When centralized under a single global umbrella, learning can be standardized and made repeatable.
by Deanna Hartley
March 27, 2009
The move to centralize global learning programs can generate a number of tangible benefits. When centralized under a single global umbrella, learning can be standardized and made repeatable, ensuring integrity of the content and design wherever it’s delivered.
Centralization also allows companies to capture best practices locally and leverage them worldwide. GE has found significant benefits with presentation skills training, a component of one of the company’s early leader programs.
“We have 80 people in this class,” said Jayne Johnson, director of leadership education at GE. “We get eight faculty [members] to come in, split our teams into eight teams of 10 people each, and each of the faculty take 10 people and teach them presentation skills for half a day.”
Due to the high cost of faculty in Asia, the local learning team there took a different approach.
“They make the design into half-day modules, only hire four [faculty] [and] break their class of 80 into two,” she said. “Half the class goes into presentation skills in the morning while the other half goes in the afternoon — so they save cost that way.”
This budget-conscious design yielded similar outcomes in the North American model and has since been adopted in the United States.
In addition to leveraging best practices, the global design team ensures an integrated approach to the different levels of leadership courses at GE: early leader, new manager, advanced manager and executive manager.

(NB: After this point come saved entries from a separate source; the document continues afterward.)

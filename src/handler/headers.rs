// +-----------------------------------------------------------------------------------------------+
// | Copyright 2016 Sean Kerr                                                                      |
// |                                                                                               |
// | Licensed under the Apache License, Version 2.0 (the "License");                               |
// | you may not use this file except in compliance with the License.                              |
// | You may obtain a copy of the License at                                                       |
// |                                                                                               |
// |  http://www.apache.org/licenses/LICENSE-2.0                                                   |
// |                                                                                               |
// | Unless required by applicable law or agreed to in writing, software                           |
// | distributed under the License is distributed on an "AS IS" BASIS,                             |
// | WITHOUT WARRANTIES OR CONDITIONS OF ANY KIND, either express or implied.                      |
// | See the License for the specific language governing permissions and                           |
// | limitations under the License.                                                                |
// +-----------------------------------------------------------------------------------------------+
// | Author: Sean Kerr <sean@code-box.org>                                                         |
// +-----------------------------------------------------------------------------------------------+

//! Case-insensitive, multi-valued header collection.

use std::fmt;

/// Header collection.
///
/// Names compare ASCII case-insensitively. A name seen more than once keeps every value in
/// arrival order, and takes the casing it was most recently seen with.
///
/// ```
/// use http_feed::handler::Headers;
///
/// let mut headers = Headers::new();
///
/// headers.append("Set-cookie", "a=1");
/// headers.append("Set-Cookie", "b=2");
///
/// assert_eq!(headers.get("set-cookie"), Some("a=1"));
/// assert_eq!(headers.get_all("SET-COOKIE"), &["a=1", "b=2"]);
/// assert_eq!(headers.names().collect::<Vec<_>>(), vec!["Set-Cookie"]);
/// ```
#[derive(Clone,Debug,Default,PartialEq)]
pub struct Headers {
    entries: Vec<Entry>
}

#[derive(Clone,Debug,PartialEq)]
struct Entry {
    name:   String,
    values: Vec<String>
}

impl Headers {
    /// Create a new `Headers`.
    pub fn new() -> Headers {
        Headers{ entries: Vec::new() }
    }

    /// Append `value` to header `name`.
    pub fn append<N, V>(&mut self, name: N, value: V)
    where N: Into<String>, V: Into<String> {
        let name  = name.into();
        let value = value.into();

        match self.position(&name) {
            Some(index) => {
                let entry = &mut self.entries[index];

                entry.name = name;
                entry.values.push(value);
            },
            None => {
                self.entries.push(Entry{
                    name:   name,
                    values: vec![value]
                });
            }
        }
    }

    /// Indicates that header `name` exists.
    pub fn contains<T: AsRef<str>>(&self, name: T) -> bool {
        self.position(name.as_ref()).is_some()
    }

    /// Retrieve the first value of header `name`.
    pub fn get<T: AsRef<str>>(&self, name: T) -> Option<&str> {
        self.position(name.as_ref())
            .map(|index| self.entries[index].values[0].as_str())
    }

    /// Retrieve every value of header `name`, in arrival order.
    pub fn get_all<T: AsRef<str>>(&self, name: T) -> &[String] {
        match self.position(name.as_ref()) {
            Some(index) => self.entries[index].values.as_slice(),
            None        => &[]
        }
    }

    /// Retrieve the values of header `name` joined with commas.
    pub fn get_joined<T: AsRef<str>>(&self, name: T) -> Option<String> {
        self.position(name.as_ref())
            .map(|index| self.entries[index].values.join(","))
    }

    /// Indicates that the collection is empty.
    pub fn is_empty(&self) -> bool {
        self.entries.is_empty()
    }

    /// Iterate over each name and its values.
    pub fn iter(&self) -> impl Iterator<Item = (&str, &[String])> {
        self.entries
            .iter()
            .map(|entry| (entry.name.as_str(), entry.values.as_slice()))
    }

    /// Retrieve the amount of distinct names.
    pub fn len(&self) -> usize {
        self.entries.len()
    }

    /// Iterate over the names, in the casing each was most recently seen with.
    pub fn names(&self) -> impl Iterator<Item = &str> {
        self.entries.iter().map(|entry| entry.name.as_str())
    }

    /// Remove header `name`, returning its values.
    pub fn remove<T: AsRef<str>>(&mut self, name: T) -> Option<Vec<String>> {
        self.position(name.as_ref())
            .map(|index| self.entries.remove(index).values)
    }

    fn position(&self, name: &str) -> Option<usize> {
        self.entries
            .iter()
            .position(|entry| entry.name.eq_ignore_ascii_case(name))
    }
}

/// Formats one `name: value` line per value, each ending with CRLF.
impl fmt::Display for Headers {
    fn fmt(&self, formatter: &mut fmt::Formatter) -> fmt::Result {
        for entry in &self.entries {
            for value in &entry.values {
                write!(formatter, "{}: {}\r\n", entry.name, value)?;
            }
        }

        Ok(())
    }
}
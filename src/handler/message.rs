// +-----------------------------------------------------------------------------------------------+
// | Copyright 2016 Sean Kerr                                                                      |
// |                                                                                               |
// | Licensed under the Apache License, Version 2.0 (the "License");                               |
// | you may not use this file except in compliance with the License.                              |
// | You may obtain a copy of the License at                                                       |
// |                                                                                               |
// |  http://www.apache.org/licenses/LICENSE-2.0                                                   |
// |                                                                                               |
// | Unless required by applicable law or agreed to in writing, software                           |
// | distributed under the License is distributed on an "AS IS" BASIS,                             |
// | WITHOUT WARRANTIES OR CONDITIONS OF ANY KIND, either express or implied.                      |
// | See the License for the specific language governing permissions and                           |
// | limitations under the License.                                                                |
// +-----------------------------------------------------------------------------------------------+
// | Author: Sean Kerr <sean@code-box.org>                                                         |
// +-----------------------------------------------------------------------------------------------+

//! Collection of complete messages from a parser.

use crate::handler::Headers;
use crate::http1::{ reason_phrase, Method, Parser, ParserType };

use std::cell::RefCell;
use std::mem;
use std::rc::Rc;

/// A parsed message.
#[derive(Clone,Debug,Default,PartialEq)]
pub struct Message {
    /// Parser type, when known.
    pub kind: Option<ParserType>,

    /// Request method.
    pub method: Option<Method>,

    /// Request target.
    pub url: String,

    /// Request target path.
    pub path: String,

    /// Request target query string.
    pub query_string: String,

    /// Request target fragment.
    pub fragment: String,

    /// Response status code.
    pub status_code: Option<u16>,

    /// Response reason phrase.
    pub status: String,

    /// HTTP major and minor version.
    pub version: (u16, u16),

    /// Headers.
    pub headers: Headers,

    /// Trailers of a chunked body.
    pub trailers: Headers,

    /// Body, without chunk framing.
    pub body: Vec<u8>,

    /// `Content-Length` value.
    pub content_length: Option<u64>,

    /// The body used chunked transfer encoding.
    pub chunked: bool,

    /// The connection persists after this message.
    pub keep_alive: bool
}

impl Message {
    /// Retrieve the start-line, ending with CRLF.
    ///
    /// A response status line uses the standard reason phrase for its status code.
    pub fn start_line(&self) -> String {
        match self.kind {
            Some(ParserType::Response) => {
                let status_code = self.status_code.unwrap_or(0);

                format!(
                    "HTTP/{}.{} {} {}\r\n",
                    self.version.0,
                    self.version.1,
                    status_code,
                    reason_phrase(status_code).unwrap_or("")
                )
            },
            _ => {
                format!(
                    "{} {} HTTP/{}.{}\r\n",
                    self.method.map_or("", |method| method.as_str()),
                    self.url,
                    self.version.0,
                    self.version.1
                )
            }
        }
    }
}

// -------------------------------------------------------------------------------------------------

#[derive(Debug,Default)]
struct Collector {
    /// Message being collected.
    current: Message,

    /// Header field buffer.
    field_buffer: Vec<u8>,

    /// Header value buffer.
    value_buffer: Vec<u8>,

    /// Reason phrase buffer.
    status_buffer: Vec<u8>,

    /// Field/value toggle.
    toggle: bool,

    /// Headers are complete, so fields belong to the trailer section.
    trailers: bool,

    /// Completed messages.
    messages: Vec<Message>
}

impl Collector {
    /// Flush the most recent header field/value.
    fn flush(&mut self) {
        if self.toggle {
            let name  = String::from_utf8_lossy(&self.field_buffer).into_owned();
            let value = String::from_utf8_lossy(&self.value_buffer);
            let value = value.trim_end_matches(|c: char| c == ' ' || c == '\t');

            if self.trailers {
                self.current.trailers.append(name, value);
            } else {
                self.current.headers.append(name, value);
            }
        }

        self.field_buffer.clear();
        self.value_buffer.clear();

        self.toggle = false;
    }
}

/// Collects complete [`Message`](struct.Message.html)s from every parser it is bound to.
///
/// ```
/// use http_feed::handler::MessageCollector;
/// use http_feed::http1::{ Parser, ParserType };
///
/// let collector  = MessageCollector::new();
/// let mut parser = Parser::new(ParserType::Response);
///
/// collector.bind(&mut parser);
///
/// parser.execute(b"HTTP/1.1 200 OK\r\n\
///                  Content-Length: 5\r\n\
///                  \r\n\
///                  hello").unwrap();
///
/// let messages = collector.take();
///
/// assert_eq!(messages.len(), 1);
/// assert_eq!(messages[0].status_code, Some(200));
/// assert_eq!(messages[0].headers.get("content-length"), Some("5"));
/// assert_eq!(messages[0].body, b"hello");
/// ```
#[derive(Clone,Debug,Default)]
pub struct MessageCollector {
    inner: Rc<RefCell<Collector>>
}

impl MessageCollector {
    /// Create a new `MessageCollector`.
    pub fn new() -> MessageCollector {
        MessageCollector::default()
    }

    /// Register handlers on `parser` for every event except `Error`, replacing existing ones.
    pub fn bind<'a, D>(&self, parser: &mut Parser<'a, D>) {
        let inner = self.inner.clone();

        parser.on_message_begin(move |session| {
            let mut collector = inner.borrow_mut();

            collector.current      = Message::default();
            collector.current.kind = Some(session.kind());
            collector.toggle       = false;
            collector.trailers     = false;

            collector.field_buffer.clear();
            collector.value_buffer.clear();
            collector.status_buffer.clear();
        });

        let inner = self.inner.clone();

        parser.on_url(move |_, data| {
            // targets are 7-bit, so fragments convert independently
            inner.borrow_mut().current.url.push_str(&String::from_utf8_lossy(data));
        });

        let inner = self.inner.clone();

        parser.on_path(move |_, data| {
            inner.borrow_mut().current.path.push_str(&String::from_utf8_lossy(data));
        });

        let inner = self.inner.clone();

        parser.on_query(move |_, data| {
            inner.borrow_mut().current.query_string.push_str(&String::from_utf8_lossy(data));
        });

        let inner = self.inner.clone();

        parser.on_fragment(move |_, data| {
            inner.borrow_mut().current.fragment.push_str(&String::from_utf8_lossy(data));
        });

        let inner = self.inner.clone();

        parser.on_status(move |_, data| {
            inner.borrow_mut().status_buffer.extend_from_slice(data);
        });

        let inner = self.inner.clone();

        parser.on_header_field(move |_, data| {
            let mut collector = inner.borrow_mut();

            if collector.toggle {
                collector.flush();
            }

            collector.field_buffer.extend_from_slice(data);
        });

        let inner = self.inner.clone();

        parser.on_header_value(move |_, data| {
            let mut collector = inner.borrow_mut();

            collector.value_buffer.extend_from_slice(data);

            collector.toggle = true;
        });

        let inner = self.inner.clone();

        parser.on_headers_complete(move |session| {
            let mut guard     = inner.borrow_mut();
            let collector     = &mut *guard;
            let current       = &mut collector.current;

            current.method         = session.method();
            current.status_code    = session.status_code();
            current.status         = String::from_utf8_lossy(&collector.status_buffer).into_owned();
            current.version        = session.version();
            current.content_length = session.content_length();
            current.chunked        = session.is_chunked();
            current.keep_alive     = session.is_keep_alive();

            collector.flush();

            collector.trailers = true;
        });

        let inner = self.inner.clone();

        parser.on_body(move |_, data| {
            inner.borrow_mut().current.body.extend_from_slice(data);
        });

        let inner = self.inner.clone();

        parser.on_message_complete(move |_| {
            let mut guard = inner.borrow_mut();
            let collector = &mut *guard;

            collector.flush();

            let message = mem::take(&mut collector.current);

            collector.messages.push(message);
        });
    }

    /// Indicates that no message has been collected.
    pub fn is_empty(&self) -> bool {
        self.inner.borrow().messages.is_empty()
    }

    /// Retrieve the amount of collected messages.
    pub fn len(&self) -> usize {
        self.inner.borrow().messages.len()
    }

    /// Retrieve a copy of the collected messages.
    pub fn messages(&self) -> Vec<Message> {
        self.inner.borrow().messages.clone()
    }

    /// Remove and return the collected messages.
    pub fn take(&self) -> Vec<Message> {
        mem::take(&mut self.inner.borrow_mut().messages)
    }
}
// +-----------------------------------------------------------------------------------------------+
// | Copyright 2016 Sean Kerr                                                                      |
// |                                                                                               |
// | Licensed under the Apache License, Version 2.0 (the "License");                               |
// | you may not use this file except in compliance with the License.                              |
// | You may obtain a copy of the License at                                                       |
// |                                                                                               |
// |  http://www.apache.org/licenses/LICENSE-2.0                                                   |
// |                                                                                               |
// | Unless required by applicable law or agreed to in writing, software                           |
// | distributed under the License is distributed on an "AS IS" BASIS,                             |
// | WITHOUT WARRANTIES OR CONDITIONS OF ANY KIND, either express or implied.                      |
// | See the License for the specific language governing permissions and                           |
// | limitations under the License.                                                                |
// +-----------------------------------------------------------------------------------------------+

use crate::byte::{ hex_value, is_field_value, is_target, is_token };

pub fn alpha_upper_vec() -> Vec<u8> {
    (0x41..0x5B).collect::<Vec<u8>>()
}

pub fn control_vec() -> Vec<u8> {
    (0..128).filter(|&x| x < 0x20 || x == 0x7F).collect::<Vec<u8>>()
}

pub fn digit_vec() -> Vec<u8> {
    (0x30..0x3A).collect::<Vec<u8>>()
}

pub fn non_digit_vec() -> Vec<u8> {
    (0..=255).filter(|&x| !is_digit!(x)).collect::<Vec<u8>>()
}

pub fn non_token_vec() -> Vec<u8> {
    (0..=255).filter(|&x| !is_token(x)).collect::<Vec<u8>>()
}

pub fn token_vec() -> Vec<u8> {
    (0..128).filter(|&x| is_token(x)).collect::<Vec<u8>>()
}

pub fn visible_7bit_vec() -> Vec<u8> {
    (0..128).filter(|&x| is_visible_7bit!(x)).collect::<Vec<u8>>()
}

#[test]
fn hex_values() {
    for (n, byte) in b"0123456789abcdef".iter().enumerate() {
        assert_eq!(hex_value(*byte), Some(n as u8));
    }

    for (n, byte) in b"ABCDEF".iter().enumerate() {
        assert_eq!(hex_value(*byte), Some(n as u8 + 10));
    }

    for byte in b"gG/:@`\r ".iter() {
        assert_eq!(hex_value(*byte), None);
    }
}

#[test]
fn tokens() {
    let token = token_vec();

    assert_eq!(token.len(), 77);

    for byte in b"()<>@,;:\\\"/[]?={} \t".iter() {
        assert!(!token.contains(byte));
    }

    for byte in control_vec() {
        assert!(!is_token(byte));
    }

    assert!(non_token_vec().iter().all(|&x| !token.contains(&x)));
    assert!(alpha_upper_vec().iter().all(|&x| is_token(x)));
    assert!(digit_vec().iter().all(|&x| is_token(x)));
}

#[test]
fn field_values() {
    for byte in visible_7bit_vec() {
        assert!(is_field_value(byte));
    }

    assert!(is_field_value(b' '));
    assert!(is_field_value(b'\t'));
    assert!(is_field_value(0x80));
    assert!(is_field_value(0xFF));

    for byte in control_vec().into_iter().filter(|&x| x != b'\t') {
        assert!(!is_field_value(byte));
    }
}

#[test]
fn targets() {
    for byte in visible_7bit_vec() {
        assert!(is_target(byte));
    }

    assert!(!is_target(b' '));
    assert!(!is_target(0x7F));
    assert!(!is_target(0x80));
}

#[test]
fn digits() {
    assert_eq!(digit_vec().len(), 10);
    assert_eq!(non_digit_vec().len(), 246);
}
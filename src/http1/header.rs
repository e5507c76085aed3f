// +-----------------------------------------------------------------------------------------------+
// | Copyright 2016 Sean Kerr                                                                      |
// |                                                                                               |
// | Licensed under the Apache License, Version 2.0 (the "License");                               |
// | you may not use this file except in compliance with the License.                              |
// | You may obtain a copy of the License at                                                       |
// |                                                                                               |
// |  http://www.apache.org/licenses/LICENSE-2.0                                                   |
// |                                                                                               |
// | Unless required by applicable law or agreed to in writing, software                           |
// | distributed under the License is distributed on an "AS IS" BASIS,                             |
// | WITHOUT WARRANTIES OR CONDITIONS OF ANY KIND, either express or implied.                      |
// | See the License for the specific language governing permissions and                           |
// | limitations under the License.                                                                |
// +-----------------------------------------------------------------------------------------------+
// | Author: Sean Kerr <sean@code-box.org>                                                         |
// +-----------------------------------------------------------------------------------------------+

//! Streaming recognition of the headers that decide message framing.
//!
//! Header names and values arrive in fragments. Nothing is buffered: names are matched
//! incrementally, and values are folded into a small amount of running state, one byte at a time.

use crate::http1::matcher::Matcher;

/// Header names that affect framing, lower-cased.
const NAMES: [&[u8]; 3] = [
    b"content-length",
    b"transfer-encoding",
    b"connection"
];

/// `Transfer-Encoding` codings of interest.
const CODINGS: [&[u8]; 1] = [b"chunked"];

/// `Connection` options of interest.
const OPTIONS: [&[u8]; 2] = [b"close", b"keep-alive"];

/// Accumulated `Content-Length` value.
#[derive(Clone,Copy,Debug,PartialEq)]
pub enum ContentLength {
    /// No `Content-Length` header was found.
    Absent,

    /// Every `Content-Length` header carried this value.
    Length(u64),

    /// A `Content-Length` header was malformed, overflowed, or disagreed with another.
    Invalid
}

impl Default for ContentLength {
    fn default() -> ContentLength {
        ContentLength::Absent
    }
}

/// Framing details collected from a header section.
#[derive(Clone,Copy,Debug,Default,PartialEq)]
pub struct HeaderSummary {
    /// `Content-Length` value.
    pub content_length: ContentLength,

    /// The final transfer coding is `chunked`.
    pub chunked: bool,

    /// A `Connection: close` option was found.
    pub connection_close: bool,

    /// A `Connection: keep-alive` option was found.
    pub connection_keep_alive: bool
}

// -------------------------------------------------------------------------------------------------

/// Header currently being scanned.
#[derive(Clone,Copy,Debug,PartialEq)]
enum Field {
    Other,
    ContentLength,
    TransferEncoding,
    Connection
}

/// Position within a `Content-Length` value.
#[derive(Clone,Copy,Debug,PartialEq)]
enum Digits {
    Leading,
    Value(u64),
    Trailing(u64),
    Invalid
}

/// Scanner for one comma separated token list value.
#[derive(Clone,Copy,Debug)]
struct TokenList {
    /// Current token.
    token: Matcher,

    /// Whitespace followed the current token.
    spaced: bool
}

impl TokenList {
    fn new(count: usize) -> TokenList {
        TokenList{
            token:  Matcher::new(count),
            spaced: false
        }
    }

    /// Feed one byte. Returns the finished token when `byte` ends one.
    fn feed(&mut self, table: &[&[u8]], byte: u8) -> Option<Option<usize>> {
        if byte == b',' {
            return Some(self.finish(table));
        }

        if is_linear_space!(byte) {
            if !self.token.is_empty() {
                self.spaced = true;
            }
        } else if self.spaced {
            self.token.reject();
        } else {
            self.token.feed(table, byte);
        }

        None
    }

    /// Finish the current token, returning its table index when it was recognized. Empty list
    /// elements are reported as `None`, and leave the previous result untouched.
    fn finish(&mut self, table: &[&[u8]]) -> Option<usize> {
        let matched = if self.token.is_empty() {
            None
        } else {
            Some(self.token.matched(table).map_or(usize::MAX, |n| n))
        };

        *self = TokenList::new(table.len());

        matched
    }
}

// -------------------------------------------------------------------------------------------------

/// Incremental scanner fed with header field and value fragments.
#[derive(Clone,Debug)]
pub struct HeaderScanner {
    /// Current header.
    field: Field,

    /// Field name matcher.
    name: Matcher,

    /// `Content-Length` value state.
    digits: Digits,

    /// Token list state for `Transfer-Encoding` and `Connection`.
    tokens: TokenList,

    /// The most recent transfer coding in the current value is `chunked`.
    last_chunked: Option<bool>,

    /// Collected summary.
    summary: HeaderSummary
}

impl HeaderScanner {
    /// Create a new `HeaderScanner`.
    pub fn new() -> HeaderScanner {
        HeaderScanner{
            field:        Field::Other,
            name:         Matcher::new(NAMES.len()),
            digits:       Digits::Leading,
            tokens:       TokenList::new(0),
            last_chunked: None,
            summary:      HeaderSummary::default()
        }
    }

    /// Begin a new header name.
    pub fn begin_field(&mut self) {
        self.field = Field::Other;
        self.name  = Matcher::new(NAMES.len());
    }

    /// Feed a header name fragment.
    pub fn field(&mut self, bytes: &[u8]) {
        for &byte in bytes {
            if !self.name.feed(&NAMES, byte) {
                break;
            }
        }
    }

    /// The header name is complete and its value follows.
    pub fn begin_value(&mut self) {
        self.field = match self.name.matched(&NAMES) {
            Some(0) => Field::ContentLength,
            Some(1) => Field::TransferEncoding,
            Some(2) => Field::Connection,
            _       => Field::Other
        };

        self.digits       = Digits::Leading;
        self.last_chunked = None;
        self.tokens       = TokenList::new(match self.field {
            Field::TransferEncoding => CODINGS.len(),
            Field::Connection       => OPTIONS.len(),
            _                       => 0
        });
    }

    /// Feed a header value fragment.
    pub fn value(&mut self, bytes: &[u8]) {
        match self.field {
            Field::Other => {
            },
            Field::ContentLength => {
                for &byte in bytes {
                    self.digits = next_digit(self.digits, byte);
                }
            },
            Field::TransferEncoding => {
                for &byte in bytes {
                    if let Some(token) = self.tokens.feed(&CODINGS, byte) {
                        self.coding(token);
                    }
                }
            },
            Field::Connection => {
                for &byte in bytes {
                    if let Some(token) = self.tokens.feed(&OPTIONS, byte) {
                        self.option(token);
                    }
                }
            }
        }
    }

    /// The header value is complete.
    pub fn end_value(&mut self) {
        match self.field {
            Field::Other => {
            },
            Field::ContentLength => {
                let length = match self.digits {
                    Digits::Value(length) | Digits::Trailing(length) => Some(length),
                    _ => None
                };

                self.summary.content_length = match (self.summary.content_length, length) {
                    (ContentLength::Absent, Some(length)) => ContentLength::Length(length),
                    (ContentLength::Length(previous), Some(length)) if previous == length => {
                        ContentLength::Length(length)
                    },
                    _ => ContentLength::Invalid
                };
            },
            Field::TransferEncoding => {
                let token = self.tokens.finish(&CODINGS);

                self.coding(token);

                // a later header continues the same coding list
                if let Some(chunked) = self.last_chunked {
                    self.summary.chunked = chunked;
                }
            },
            Field::Connection => {
                let token = self.tokens.finish(&OPTIONS);

                self.option(token);
            }
        }

        self.field = Field::Other;
    }

    /// Retrieve the collected summary.
    pub fn summary(&self) -> &HeaderSummary {
        &self.summary
    }

    /// Discard everything collected.
    pub fn reset(&mut self) {
        *self = HeaderScanner::new();
    }

    fn coding(&mut self, token: Option<usize>) {
        if let Some(index) = token {
            self.last_chunked = Some(index == 0);
        }
    }

    fn option(&mut self, token: Option<usize>) {
        match token {
            Some(0) => self.summary.connection_close = true,
            Some(1) => self.summary.connection_keep_alive = true,
            _ => {}
        }
    }
}

impl Default for HeaderScanner {
    fn default() -> HeaderScanner {
        HeaderScanner::new()
    }
}

/// Advance the `Content-Length` state with `byte`.
fn next_digit(digits: Digits, byte: u8) -> Digits {
    match digits {
        Digits::Leading if is_linear_space!(byte) => Digits::Leading,
        Digits::Leading if is_digit!(byte) => Digits::Value((byte - b'0') as u64),
        Digits::Value(length) if is_digit!(byte) => {
            length.checked_mul(10)
                  .and_then(|length| length.checked_add((byte - b'0') as u64))
                  .map_or(Digits::Invalid, Digits::Value)
        },
        Digits::Value(length) | Digits::Trailing(length) if is_linear_space!(byte) => {
            Digits::Trailing(length)
        },
        _ => Digits::Invalid
    }
}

“We’re able to integrate the design of all of those courses so that they build up from one to the other,” Johnson said. “Also, from a maintenance standpoint, we can review the content on an annual basis and make appropriate updates as needed.”
While centralization allows GE to maintain consistency and integrity, the global design team often faces challenges when trying to make activities that are relevant to the local context.
“We try to create exercises that can be tailored to meet the unique needs of a particular country,” Johnson said. “For example, we have one activity that teaches business acumen, where participants manage a business, [and] rather than having them all run the same type of business, in the United States they run a hotdog stand, in India it’s a kebab food stand and in Germany it’s a brezel [pretzel] business.”
An additional challenge with globalized learning is that the levels of expertise in terms of instructional design and development vary around the world. This means some local learning units may possess stronger skill sets than others, Johnson said.
One of the biggest challenges learning professionals must come to terms with is the cost associated with standardized, global programs. A handful of lower-level early-leader training courses at GE require the material to be translated, which can prove fairly costly.
“If you’re designing a program with certain fixed costs, you’re expecting to be able to meet a certain threshold to be able to pay for the design and development of what you’re doing,” Johnson said.